Author Claire Keegan reflects on her deep love of stories during visit to Harpeth Hall
When Claire Keegan was in secondary school in Ireland, she was presented with a list of what jobs women could have. Hairdresser, air stewardess, secretary, nurse, teacher, and so on. For Ms. Keegan, looking at that list was like going to a restaurant and seeing a menu full of food, but with nothing she wanted to eat — there was simply nothing on the list for her. She did not know what she wanted to do, but she knew her dreams were beyond that short list.
Despite this uncertainty, one thing remained a constant in her life throughout her education – her deep love for stories.
As a child, growing up in a house with no books, she remembers finding paper to stitch together to create her own — even writing her name on the front before she could truly spell or write. In college, reading a profoundly moving memoir inspired her to pursue a double major in English literature. After her graduation, she returned to Ireland, which was grappling with the highest unemployment rate in Europe at the time. She applied for, and got rejected from, job after job after job. During this period in her life, she instead started writing stories for competitions. Then she won those competitions. And now… she is here.
“I’m not sure if I ever wanted to be a writer,” Ms. Keegan said. “It wasn’t something I had in mind. It is just what I was. I didn’t know that is what I was, and I didn’t have an ambition to do that. I just liked stories.”
Now, Ms. Keegan is the widely acclaimed author of three collections of short stories and two novellas. One of her novellas, “Foster,” was adapted into the first Irish language Oscar-nominated film, “An Cailín Ciúin (The Quiet Girl),” while the other, “Small Things Like These,” is currently in the works with Matt Damon and Ben Afflack’s production team.
Ms. Keegan journeyed from her home in Ireland to Harpeth Hall this November to speak at an assembly, where she shared insights with students on the writing process and her experiences as an author. Ms. Keegan read a selection from “Foster,” which was given to all faculty and upper school students as a gift to the school, and then encouraged students to ask questions. During this engaging discussion, students sat rapt as, in her lilting voice, Ms. Keegan spoke on her perspectives on writing, discussed the process of having her work adapted for film, shared moments from her life growing up, and shed light on authors who inspired her, including Flannery O’Conner, Eudora Welty, and Anton Chekhov. In fact, reading Chekhov in her 30s was a turning point for the writer.
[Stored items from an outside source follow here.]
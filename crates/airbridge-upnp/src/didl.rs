//! DIDL-Lite metadata extraction.
//!
//! Controllers differ wildly in what they send: plain elements, CDATA
//! wrappers, `dc:creator` instead of `upnp:artist`, durations as a `res`
//! attribute. Extraction is tolerant by regex rather than a strict XML
//! parse, matching what the clients actually emit.

use std::sync::LazyLock;

use regex::Regex;

use airbridge_core::device::{parse_hms, TrackMetadata};

use crate::xml::xml_unescape;

static TITLE: LazyLock<Regex> =
    LazyLock::new(|| Regex::new(r"<dc:title>([^<]+)</dc:title>").unwrap());
static TITLE_CDATA: LazyLock<Regex> =
    LazyLock::new(|| Regex::new(r"<dc:title><!\[CDATA\[(.*?)\]\]></dc:title>").unwrap());
static ARTIST: LazyLock<Regex> =
    LazyLock::new(|| Regex::new(r"<upnp:artist[^>]*>([^<]+)</upnp:artist>").unwrap());
static ARTIST_CDATA: LazyLock<Regex> =
    LazyLock::new(|| Regex::new(r"<upnp:artist[^>]*><!\[CDATA\[(.*?)\]\]></upnp:artist>").unwrap());
static CREATOR: LazyLock<Regex> =
    LazyLock::new(|| Regex::new(r"<dc:creator>([^<]+)</dc:creator>").unwrap());
static ALBUM: LazyLock<Regex> =
    LazyLock::new(|| Regex::new(r"<upnp:album>([^<]+)</upnp:album>").unwrap());
static ALBUM_CDATA: LazyLock<Regex> =
    LazyLock::new(|| Regex::new(r"<upnp:album><!\[CDATA\[(.*?)\]\]></upnp:album>").unwrap());
static ALBUM_ART: LazyLock<Regex> =
    LazyLock::new(|| Regex::new(r"<upnp:albumArtURI[^>]*>([^<]+)</upnp:albumArtURI>").unwrap());
static DURATION: LazyLock<Regex> =
    LazyLock::new(|| Regex::new(r#"duration="([^"]+)""#).unwrap());

fn capture(regex: &Regex, didl: &str) -> Option<String> {
    regex
        .captures(didl)
        .map(|c| xml_unescape(c[1].trim()))
        .filter(|s| !s.is_empty())
}

/// Extract track metadata from a DIDL-Lite document (already unescaped
/// from its SOAP envelope). Returns `None` for empty or metadata-free
/// input.
pub fn parse_didl_metadata(didl: &str) -> Option<TrackMetadata> {
    if didl.trim().is_empty() {
        return None;
    }
    let metadata = TrackMetadata {
        title: capture(&TITLE, didl).or_else(|| capture(&TITLE_CDATA, didl)),
        artist: capture(&ARTIST, didl)
            .or_else(|| capture(&ARTIST_CDATA, didl))
            .or_else(|| capture(&CREATOR, didl)),
        album: capture(&ALBUM, didl).or_else(|| capture(&ALBUM_CDATA, didl)),
        cover_url: capture(&ALBUM_ART, didl),
        duration_s: capture(&DURATION, didl)
            .map(|d| parse_hms(&d))
            .unwrap_or(0.0),
    };
    if metadata.is_empty() {
        None
    } else {
        Some(metadata)
    }
}
//! Currency lookups against the persisted rate store.

use crate::core::config::CasePolicy;
use crate::core::{QueryError, RateRecord, RateStore, RefreshEvent, StoreError};
use std::sync::Arc;
use tokio::sync::watch;
use tracing::debug;

/// Answers "current rate for currency C" from committed data only.
///
/// Cheap to clone; every clone shares the store and observes the same
/// refresh notifications. Lookups never write, so any number may run at once.
#[derive(Clone)]
pub struct QueryCoordinator {
    store: Arc<dyn RateStore>,
    refreshes: watch::Receiver<Option<RefreshEvent>>,
    case_policy: CasePolicy,
}

impl QueryCoordinator {
    pub fn new(
        store: Arc<dyn RateStore>,
        refreshes: watch::Receiver<Option<RefreshEvent>>,
    ) -> Self {
        Self {
            store,
            refreshes,
            case_policy: CasePolicy::default(),
        }
    }

    pub fn with_case_policy(mut self, case_policy: CasePolicy) -> Self {
        self.case_policy = case_policy;
        self
    }

    /// Trims `input` and applies the case policy. Rejects empty codes and
    /// codes with inner whitespace or control characters.
    pub fn normalize(&self, input: &str) -> Result<String, QueryError> {
        let code = input.trim();
        if code.is_empty() {
            return Err(QueryError::InvalidInput(
                "currency code cannot be empty".to_string(),
            ));
        }
        if code.chars().any(|c| c.is_whitespace() || c.is_control()) {
            return Err(QueryError::InvalidInput(format!(
                "{code:?} is not a single currency code"
            )));
        }

        Ok(match self.case_policy {
            CasePolicy::Exact => code.to_string(),
            CasePolicy::Uppercase => code.to_uppercase(),
        })
    }

    /// Returns the latest stored row for the currency named by `input`.
    pub async fn lookup(&self, input: &str) -> Result<RateRecord, QueryError> {
        let code = self.normalize(input)?;

        // Everything announced before the read must be visible to it
        let announced = self
            .refreshes
            .borrow()
            .as_ref()
            .filter(|event| event.currencies.contains(&code))
            .map(|event| (event.generation, event.updated_at));

        let record = self.store.query_latest(&code).await?;
        debug!(currency = %code, found = record.is_some(), "Rate lookup");

        match (record, announced) {
            (Some(record), Some((generation, updated_at))) if record.updated_at < updated_at => {
                Err(QueryError::Store(StoreError::Corrupt(format!(
                    "store returned {code} from before refresh {generation}"
                ))))
            }
            (None, Some((generation, _))) => Err(QueryError::Store(StoreError::Corrupt(format!(
                "store has no {code} although refresh {generation} wrote it"
            )))),
            (Some(record), _) => Ok(record),
            (None, None) => Err(QueryError::NotFound(code)),
        }
    }

    pub async fn rate(&self, input: &str) -> Result<f64, QueryError> {
        self.lookup(input).await.map(|record| record.rate)
    }

    /// The most recent refresh this coordinator has been told about.
    pub fn last_refresh(&self) -> Option<RefreshEvent> {
        self.refreshes.borrow().clone()
    }

    /// Waits for the next refresh notification. Returns `None` once the
    /// scheduler is gone.
    pub async fn wait_for_refresh(&mut self) -> Option<RefreshEvent> {
        self.refreshes.changed().await.ok()?;
        self.refreshes.borrow_and_update().clone()
    }
}
//! Durable rate storage abstraction

use super::error::StoreError;
use super::rate::{NewRateRecord, RateRecord};
use async_trait::async_trait;
use chrono::{DateTime, Utc};

/// Append-only storage of rate rows.
///
/// Implementations must commit a batch atomically (readers see all of it or
/// none of it), serialize writers, and never block readers on each other.
/// Rows of one batch share a single `updated_at`, and `updated_at` never
/// decreases from one batch to the next, so id order is also time order.
#[async_trait]
pub trait RateStore: Send + Sync {
    /// Prepares the storage. Safe to call on every startup.
    async fn create_schema(&self) -> Result<(), StoreError>;

    /// Writes all `records` as one atomic unit and returns the stored rows.
    async fn insert_batch(&self, records: &[NewRateRecord]) -> Result<Vec<RateRecord>, StoreError>;

    /// Returns the most recent row for `currency` (highest `updated_at`,
    /// then highest `id`).
    async fn query_latest(&self, currency: &str) -> Result<Option<RateRecord>, StoreError>;

    /// Total number of persisted rows.
    async fn count(&self) -> Result<usize, StoreError>;
}

pub(crate) fn validate_record(record: &NewRateRecord) -> Result<(), StoreError> {
    let reason = if record.currency.is_empty() {
        Some("empty currency code")
    } else if record.currency.contains('\0') {
        Some("currency code contains a NUL byte")
    } else if !record.rate.is_finite() || record.rate <= 0.0 {
        Some("rate must be a positive finite number")
    } else {
        None
    };

    match reason {
        Some(reason) => Err(StoreError::InvalidRecord {
            currency: record.currency.clone(),
            reason: reason.to_string(),
        }),
        None => Ok(()),
    }
}

/// Write time for the next batch, clamped so it never precedes the last one.
pub(crate) fn next_write_time(last: Option<DateTime<Utc>>) -> DateTime<Utc> {
    let now = Utc::now();
    match last {
        Some(last) if last > now => last,
        _ => now,
    }
}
“He is really quiet,” Ms. Keegan shared with students. “He wrote this wonderful letter to his brother, Alexander, and he said ‘grace is when you make the least number of movements between two points.’”
As an author of short stories, this sentiment spoke to her.
“When I was a child, I remember seeing a gymnast at the Olympics. …I remember seeing a young woman on a beam. I just loved what she could do with something so ordinary. I loved how it was a plain thing in itself, and she could get up and at any moment she could fall and lose her balance and she could do all these beautiful things that were, to me, aesthetically pleasing. …To be able to do something like that in that short space, on that short beam, knowing at any moment you could fall, was really appealing to me. [Writing] short stories is much the same. The level of intensity is really high. …You cannot sustain that level of intensity for 300 or 400 pages. I was attracted to that.”
Although Ms. Keegan has achieved commercial success with her short stories, she never aspired to build a “career” as a writer. She simply wants to share stories. As she says, writing suits her. From the beginning of an idea to publication, she will write dozens of stories, laboring over her paragraphs for days, until she discovers something promising in her work, an endeavor she loves. With each story she writes, she learns something new.
“It really mattered to me that I wound up spending my time doing something that I did not really know how to do, in the sense that I would always be learning. You really are learning every time. Every time you begin a new story, you are faced with a different set of difficulties, a new set of difficulties, and you don’t know what to do with it.”
“It is lovely to be able to make a good living doing something you love doing. That to me is wealth.”
Claire Keegan is the author of “Antarctica.” “Walk the Blue Fields, “Foster, and “Small Things Like These.” Her latest collection of short stories, “So Late in the Day” debuts on Nov. 14, 2023. Ms. Keegan was able to visit Harpeth Hall as a part of the Massey Lecture Series. Established by Barbara Massey Rogers ’56, this endowed series provides funds to invite distinguished thinkers on moral and ethical issues to campus. This program inspires and fosters Harpeth Hall’s commitment to a moral awareness and ethical climate focusing specifically on integrity, charity, and goodness in our life together on campus. In addition, Harpeth Hall thanks Morgan Entrekin, the president and publisher of Grove/Atlantic, for his gift to support this opportunity for students to read “Foster.”